APL SURP Python course - Notebook 2 (completed version)

APL SURP Python course - Notebook 2 (completed version)#

2-D arrays, tabular data, datetimes, and more#

Created for the University of Washington Applied Physics Laboratory’s Summer Undergraduate Research Program (SURP) 2025.

For additional resources on Python basics, you can consult the following resources on the APL-SURP Python course website:

Tutorials on Python fundamentals: https://uw-apl-surp.github.io/aplsurp-python/overview.html
Complementary lessons on specific Python topics: https://uw-apl-surp.github.io/aplsurp-python/complementary_lessons.html

import numpy as np                         # NumPy is an array and math library
import matplotlib.pyplot as plt            # Matplotlib is a visualization (plotting) library
import pandas as pd                        # Pandas lets us work with spreadsheet (.csv) data
from datetime import datetime, timedelta   # Datetime helps us work with dates and times

Warm-up: Debugging activity#

The following code contains numerous mistakes — at least 10 unique ones. Can you fix them all so that the code runs and makes sense?

To keep track of your fixes, add a comment (#) at the end of lines you’ve changed and note what you modified.

# Here are the Beatles' names
1st_beatle = 'John'
2nd_beatle = 'Paul
3rd_beatle = 'George"
4th_beatle = 'Ringo'

# Here are the Beatles' ages, in order of their names
ages = ['23','21','20','23']

# This is the age range of the Beatles (= oldest age minus youngest age)
age range = age[1] - age[3]

# Here are some print statements
print('The Beatles were (ages[1]), (ages[2]), (ages[3]), 'and' (ages[4]) when they arrived in America.')
print('The youngest Beatle's name was' + 3rd_beatle + '.')

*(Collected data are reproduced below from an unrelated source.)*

// Copyright 2025 the Understory Authors
// SPDX-License-Identifier: Apache-2.0 OR MIT

//! Contracts with the data provider and the style evaluator, and the tile
//! data they exchange.

use std::collections::BTreeMap;

use kurbo::{Point, Vec2};
use understory_tile_index::{TileCoord, TileSize};

/// Tile-local geometry, in pixels of the layer's tile size (y down).
#[derive(Clone, Debug, PartialEq)]
pub enum Geometry {
    /// A single point.
    Point(Point),
    /// An open polyline.
    LineString(Vec<Point>),
    /// Exterior ring followed by holes.
    Polygon(Vec<Vec<Point>>),
}

/// One decoded feature of a tile.
#[derive(Clone, Debug, PartialEq)]
pub struct Feature {
    /// Provider-assigned identifier.
    pub id: u64,
    /// Geometry.
    pub geometry: Geometry,
    /// Attributes consumed by the style evaluator.
    pub properties: BTreeMap<String, String>,
}

impl Feature {
    /// A feature without properties.
    pub fn new(id: u64, geometry: Geometry) -> Self {
        Self {
            id,
            geometry,
            properties: BTreeMap::new(),
        }
    }

    /// Add a property.
    pub fn with_property(mut self, key: impl Into<String>, value: impl Into<String>) -> Self {
        self.properties.insert(key.into(), value.into());
        self
    }
}

/// Features of one layer tile.
#[derive(Clone, Debug, Default, PartialEq)]
pub struct TileData {
    /// Features in draw order.
    pub features: Vec<Feature>,
}

/// Where and how a label or icon sits, and how it takes part in collision.
#[derive(Clone, Copy, Debug, PartialEq)]
pub struct Placement {
    /// Half width in pixels.
    pub half_width: f64,
    /// Half height in pixels.
    pub half_height: f64,
    /// Pixel offset from the anchor.
    pub offset: Vec2,
    /// Lower values win; `None` is the lowest priority.
    pub priority: Option<f64>,
    /// Items that do not collide are always drawn and never block others.
    pub collides: bool,
}

impl Placement {
    /// A colliding placement of the given half extents.
    pub fn new(half_width: f64, half_height: f64) -> Self {
        Self {
            half_width,
            half_height,
            offset: Vec2::ZERO,
            priority: None,
            collides: true,
        }
    }

    /// Set the priority.
    pub fn with_priority(mut self, priority: f64) -> Self {
        self.priority = Some(priority);
        self
    }
}

/// Drawable produced by the style evaluator for a feature.
#[derive(Clone, Debug, PartialEq)]
pub enum StyleItem {
    /// Text. On line geometry it follows the line.
    Label {
        /// Label text.
        text: String,
        /// Placement.
        placement: Placement,
    },
    /// Icon from the sprite sheet.
    Icon {
        /// Sprite index.
        icon: u16,
        /// Placement.
        placement: Placement,
    },
    /// Extruded walls for polygon geometry.
    Extrude {
        /// Bottom height.
        base: f64,
        /// Top height.
        height: f64,
        /// Also emit the top edge outline.
        outline: bool,
    },
}

/// Style evaluator.
pub trait Styler {
    /// Drawables for `feature` of `layer` at `zoom`. An empty list hides the
    /// feature.
    fn style(&self, layer: &str, feature: &Feature, zoom: f64) -> Vec<StyleItem>;
}

/// Source of tile data.
///
/// Requests are answered later, through
/// [`Display::tile_loaded`](crate::Display::tile_loaded).
pub trait TileProvider {
    /// Start loading a layer tile.
    fn request(&mut self, layer: &str, tile: TileCoord, tile_size: TileSize);

    /// The tile is no longer needed. Answers that arrive anyway are dropped.
    fn cancel(&mut self, layer: &str, tile: TileCoord, tile_size: TileSize) {
        let _ = (layer, tile, tile_size);
    }
}
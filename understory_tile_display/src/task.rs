// Copyright 2025 the Understory Authors
// SPDX-License-Identifier: Apache-2.0 OR MIT

//! Cooperative, resumable tasks.
//!
//! Long work is split into [`Task::step`] calls, each handling a bounded
//! slice. The [`Scheduler`] runs a fixed number of steps per frame, round
//! robin. Cancellation is a flag checked before each step: a cancelled task
//! is finished early and reported with [`Completed::cancelled`] set, so that
//! whatever it holds can be released, but its output must not be applied.

use std::collections::{BTreeMap, VecDeque};
use std::fmt;

use understory_tile_index::TileSize;

/// Result of one step.
#[derive(Copy, Clone, Debug, PartialEq, Eq)]
pub enum Step {
    /// More work remains.
    Continue,
    /// The task is complete; [`Task::finish`] may be called.
    Done,
}

/// A resumable unit of work.
pub trait Task {
    /// What the task produces.
    type Output;

    /// Do a bounded amount of work.
    fn step(&mut self) -> Step;

    /// Consume the task. Also called on cancelled tasks, whose output is then
    /// partial.
    fn finish(self) -> Self::Output;
}

/// Identifies the work a task does; at most one live task runs per key.
#[derive(Clone, Debug, PartialEq, Eq, Hash, PartialOrd, Ord)]
pub struct TaskKey {
    /// Layer identifier.
    pub layer: String,
    /// Tile quadkey.
    pub quadkey: String,
    /// Tile size of the layer.
    pub tile_size: TileSize,
}

impl TaskKey {
    /// Build a key.
    pub fn new(layer: &str, quadkey: &str, tile_size: TileSize) -> Self {
        Self {
            layer: layer.into(),
            quadkey: quadkey.into(),
            tile_size,
        }
    }
}

/// Generational handle of a scheduled task.
#[derive(Copy, Clone, Debug, PartialEq, Eq, Hash)]
pub struct TaskId(u32, u32);

impl TaskId {
    const fn idx(self) -> usize {
        self.0 as usize
    }
}

/// Outcome of [`Scheduler::spawn`].
#[derive(Copy, Clone, Debug, PartialEq, Eq)]
pub enum Spawn {
    /// A new task was queued.
    Started(TaskId),
    /// A live task with the same key exists; no new work was queued.
    Coalesced(TaskId),
}

impl Spawn {
    /// The task doing the work.
    pub fn id(self) -> TaskId {
        match self {
            Self::Started(id) | Self::Coalesced(id) => id,
        }
    }
}

/// A task that left the scheduler.
#[derive(Debug)]
pub struct Completed<O> {
    /// Task handle.
    pub id: TaskId,
    /// Task key.
    pub key: TaskKey,
    /// Output, partial if `cancelled`.
    pub output: O,
    /// The task was cancelled before completing.
    pub cancelled: bool,
    /// The inputs changed while the task ran.
    pub outdated: bool,
}

impl<O> Completed<O> {
    /// True if the output must be discarded.
    pub fn is_stale(&self) -> bool {
        self.cancelled || self.outdated
    }
}

struct Slot<T> {
    generation: u32,
    key: TaskKey,
    task: T,
    cancelled: bool,
    outdated: bool,
}

/// Round-robin runner of [`Task`]s.
pub struct Scheduler<T> {
    slots: Vec<Option<Slot<T>>>,
    generations: Vec<u32>,
    free_list: Vec<usize>,
    by_key: BTreeMap<TaskKey, TaskId>,
    queue: VecDeque<TaskId>,
}

impl<T> fmt::Debug for Scheduler<T> {
    fn fmt(&self, f: &mut fmt::Formatter<'_>) -> fmt::Result {
        f.debug_struct("Scheduler")
            .field("live", &self.len())
            .field("queued", &self.queue.len())
            .field("keys", &self.by_key.len())
            .finish_non_exhaustive()
    }
}

impl<T> Default for Scheduler<T> {
    fn default() -> Self {
        Self {
            slots: Vec::new(),
            generations: Vec::new(),
            free_list: Vec::new(),
            by_key: BTreeMap::new(),
            queue: VecDeque::new(),
        }
    }
}

impl<T> Scheduler<T> {
    /// Empty scheduler.
    pub fn new() -> Self {
        Self::default()
    }

    /// Number of live tasks, including cancelled ones not yet collected.
    pub fn len(&self) -> usize {
        self.slots.iter().filter(|s| s.is_some()).count()
    }

    /// True if nothing is scheduled.
    pub fn is_empty(&self) -> bool {
        self.queue.is_empty()
    }

}

impl<T: Task> Scheduler<T> {
    /// The live, non-cancelled, non-outdated task for `key`.
    pub fn active(&self, key: &TaskKey) -> Option<TaskId> {
        self.by_key.get(key).copied()
    }

    /// True if `id` refers to a task still in the scheduler.
    pub fn is_alive(&self, id: TaskId) -> bool {
        self.slot(id).is_some()
    }

    /// Queue the task built by `make`, unless an active task with the same key
    /// exists, in which case `make` is not called.
    pub fn spawn(&mut self, key: TaskKey, make: impl FnOnce() -> T) -> Spawn {
        if let Some(id) = self.active(&key) {
            tracing::trace!(?key, "task coalesced");
            return Spawn::Coalesced(id);
        }
        let slot = Slot {
            generation: 0,
            key: key.clone(),
            task: make(),
            cancelled: false,
            outdated: false,
        };
        let id = if let Some(idx) = self.free_list.pop() {
            let generation = self.generations[idx].wrapping_add(1);
            self.generations[idx] = generation;
            self.slots[idx] = Some(Slot { generation, ..slot });
            #[allow(
                clippy::cast_possible_truncation,
                reason = "Task slots are reused; fewer than 2^32 run at once."
            )]
            TaskId(idx as u32, generation)
        } else {
            let idx = self.slots.len();
            self.slots.push(Some(slot));
            self.generations.push(0);
            #[allow(
                clippy::cast_possible_truncation,
                reason = "Task slots are reused; fewer than 2^32 run at once."
            )]
            TaskId(idx as u32, 0)
        };
        self.by_key.insert(key, id);
        self.queue.push_back(id);
        Spawn::Started(id)
    }

    /// Flag a task as cancelled. It is collected at its next turn.
    pub fn cancel(&mut self, id: TaskId) -> bool {
        let Some(slot) = self.slot_mut(id) else {
            return false;
        };
        slot.cancelled = true;
        let key = slot.key.clone();
        if self.by_key.get(&key) == Some(&id) {
            self.by_key.remove(&key);
        }
        true
    }

    /// Cancel every active task whose key matches. Returns how many were
    /// cancelled.
    pub fn cancel_where(&mut self, mut pred: impl FnMut(&TaskKey) -> bool) -> usize {
        let ids: Vec<TaskId> = self
            .by_key
            .iter()
            .filter(|(k, _)| pred(k))
            .map(|(_, id)| *id)
            .collect();
        ids.into_iter().filter(|id| self.cancel(*id)).count()
    }

    /// Flag the active task for `key` as outdated: it runs to completion but
    /// its output must be discarded, and a new task may be spawned for `key`.
    pub fn mark_outdated(&mut self, key: &TaskKey) -> bool {
        let Some(id) = self.by_key.remove(key) else {
            return false;
        };
        if let Some(slot) = self.slot_mut(id) {
            slot.outdated = true;
        }
        true
    }

    /// Run up to `steps` steps, round robin. Returns the tasks that finished
    /// or were cancelled.
    pub fn run(&mut self, steps: usize) -> Vec<Completed<T::Output>> {
        let mut done = Vec::new();
        let mut budget = steps;
        while budget > 0 {
            let Some(id) = self.queue.pop_front() else {
                break;
            };
            let Some(slot) = self.slot_mut(id) else {
                continue;
            };
            if slot.cancelled {
                tracing::trace!(key = ?slot.key, "cancelled task collected");
                done.extend(self.release(id));
                continue;
            }
            budget -= 1;
            match slot.task.step() {
                Step::Continue => self.queue.push_back(id),
                Step::Done => done.extend(self.release(id)),
            }
        }
        done
    }

    fn release(&mut self, id: TaskId) -> Option<Completed<T::Output>> {
        let slot = self.slots.get_mut(id.idx())?.take()?;
        self.free_list.push(id.idx());
        if self.by_key.get(&slot.key) == Some(&id) {
            self.by_key.remove(&slot.key);
        }
        Some(Completed {
            id,
            key: slot.key,
            output: slot.task.finish(),
            cancelled: slot.cancelled,
            outdated: slot.outdated,
        })
    }

    fn slot(&self, id: TaskId) -> Option<&Slot<T>> {
        let slot = self.slots.get(id.idx())?.as_ref()?;
        (slot.generation == id.1).then_some(slot)
    }

    fn slot_mut(&mut self, id: TaskId) -> Option<&mut Slot<T>> {
        let slot = self.slots.get_mut(id.idx())?.as_mut()?;
        (slot.generation == id.1).then_some(slot)
    }
}

#[cfg(test)]
mod tests {
    use super::*;

    /// Counts down, one per step.
    struct Countdown {
        left: u32,
        steps: u32,
    }

    impl Task for Countdown {
        type Output = u32;

        fn step(&mut self) -> Step {
            self.steps += 1;
            self.left = self.left.saturating_sub(1);
            if self.left == 0 { Step::Done } else { Step::Continue }
        }

        fn finish(self) -> u32 {
            self.steps
        }
    }

    fn countdown(left: u32) -> Countdown {
        Countdown { left, steps: 0 }
    }

    fn key(q: &str) -> TaskKey {
        TaskKey::new("roads", q, TileSize::Size512)
    }

    #[test]
    fn same_key_coalesces() {
        let mut s = Scheduler::new();
        let a = s.spawn(key("0"), || countdown(3));
        let mut built = false;
        let b = s.spawn(key("0"), || {
            built = true;
            countdown(3)
        });
        assert!(matches!(a, Spawn::Started(_)));
        assert_eq!(b, Spawn::Coalesced(a.id()));
        assert!(!built);
    }

    #[test]
    fn round_robin_within_budget() {
        let mut s = Scheduler::new();
        s.spawn(key("0"), || countdown(2));
        s.spawn(key("1"), || countdown(1));
        assert!(s.run(1).is_empty());
        let done = s.run(2);
        assert_eq!(done.len(), 2);
        assert_eq!(done[0].key, key("1"));
        assert_eq!(done[1].output, 2);
        assert!(done.iter().all(|c| !c.is_stale()));
        assert!(s.is_empty());
    }

    #[test]
    fn cancelled_tasks_are_collected_without_running() {
        let mut s = Scheduler::new();
        let id = s.spawn(key("0"), || countdown(5)).id();
        s.run(1);
        assert!(s.cancel(id));
        assert_eq!(s.active(&key("0")), None);
        let done = s.run(10);
        assert_eq!(done.len(), 1);
        assert!(done[0].cancelled);
        assert_eq!(done[0].output, 1);
        assert!(!s.is_alive(id));
        assert!(!s.cancel(id));
    }

    #[test]
    fn outdated_task_runs_but_is_stale_and_key_is_free() {
        let mut s = Scheduler::new();
        let old = s.spawn(key("0"), || countdown(2)).id();
        assert!(s.mark_outdated(&key("0")));
        let new = s.spawn(key("0"), || countdown(1));
        assert!(matches!(new, Spawn::Started(id) if id != old));
        let done = s.run(10);
        assert_eq!(done.len(), 2);
        let stale: Vec<_> = done.iter().map(|c| c.is_stale()).collect();
        assert_eq!(stale, [false, true]);
        assert_eq!(s.active(&key("0")), None);
    }

    #[test]
    fn reused_slots_get_new_generations() {
        let mut s = Scheduler::new();
        let a = s.spawn(key("0"), || countdown(1)).id();
        s.run(1);
        let b = s.spawn(key("1"), || countdown(1)).id();
        assert_ne!(a, b);
        assert!(!s.is_alive(a));
        assert!(s.is_alive(b));
        assert_eq!(s.cancel_where(|k| k.quadkey == "1"), 1);
    }

    #[test]
    fn debug_lists_live_tasks() {
        let mut s = Scheduler::new();
        s.spawn(key("0"), || countdown(2));
        s.spawn(key("1"), || countdown(2));
        let text = format!("{s:?}");
        assert!(text.starts_with("Scheduler"), "unexpected debug output: {text}");
        assert!(text.contains("live: 2"), "unexpected debug output: {text}");
        let empty: Scheduler<Countdown> = Scheduler::new();
        assert_eq!(empty.len(), 0);
        assert!(empty.is_empty());
    }
}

# Copy the code from above and fix it below:

# Here are the Beatles' names
beatle1 = 'John'   # changed variable names to not begin with numbers
beatle2 = 'Paul'   # added missing closing quote mark
beatle3 = 'George' # changed closing double quote mark to single quotes to match
beatle4 = 'Ringo'

# Here are the Beatles' ages, in order of their names
ages = [23,21,20,23]     # changed from strings to integers to allow mathematical operations

# This is the age range of the Beatles (= oldest age minus youngest age)
age_range = ages[0] - ages[2]   # fixed variable name typo (ages, not age)
                                # added underscore in variable name (age_range)
                                # changed indexing to start at 0, not 1

# Here are some print statements
print(f'The Beatles were {ages[0]}, {ages[1]}, {ages[2]}, and {ages[3]} when they arrived in America.')
   # changed indexing to start at 0, not 1
   # added 'f' to start of formatted string
   # changed parentheses around variables to curly brackets
   # removed interior quotation marks

print("The youngest Beatle's name was " + beatle3 + '.')   # updated variable name; added space
                                                           # option 1: changed to double quotes
print('The youngest Beatle\'s name was ' + beatle3 + '.')  # option 2: "escaped" the quote mark using back slash

The Beatles were 23, 21, 20, and 23 when they arrived in America.
The youngest Beatle's name was George.
The youngest Beatle's name was George.

Part 1: 2-D arrays#

NumPy arrays.png

Image source: digitalearthafrica.org

NumPy arrays can also be two-dimensional (or higher dimensions). Whoa!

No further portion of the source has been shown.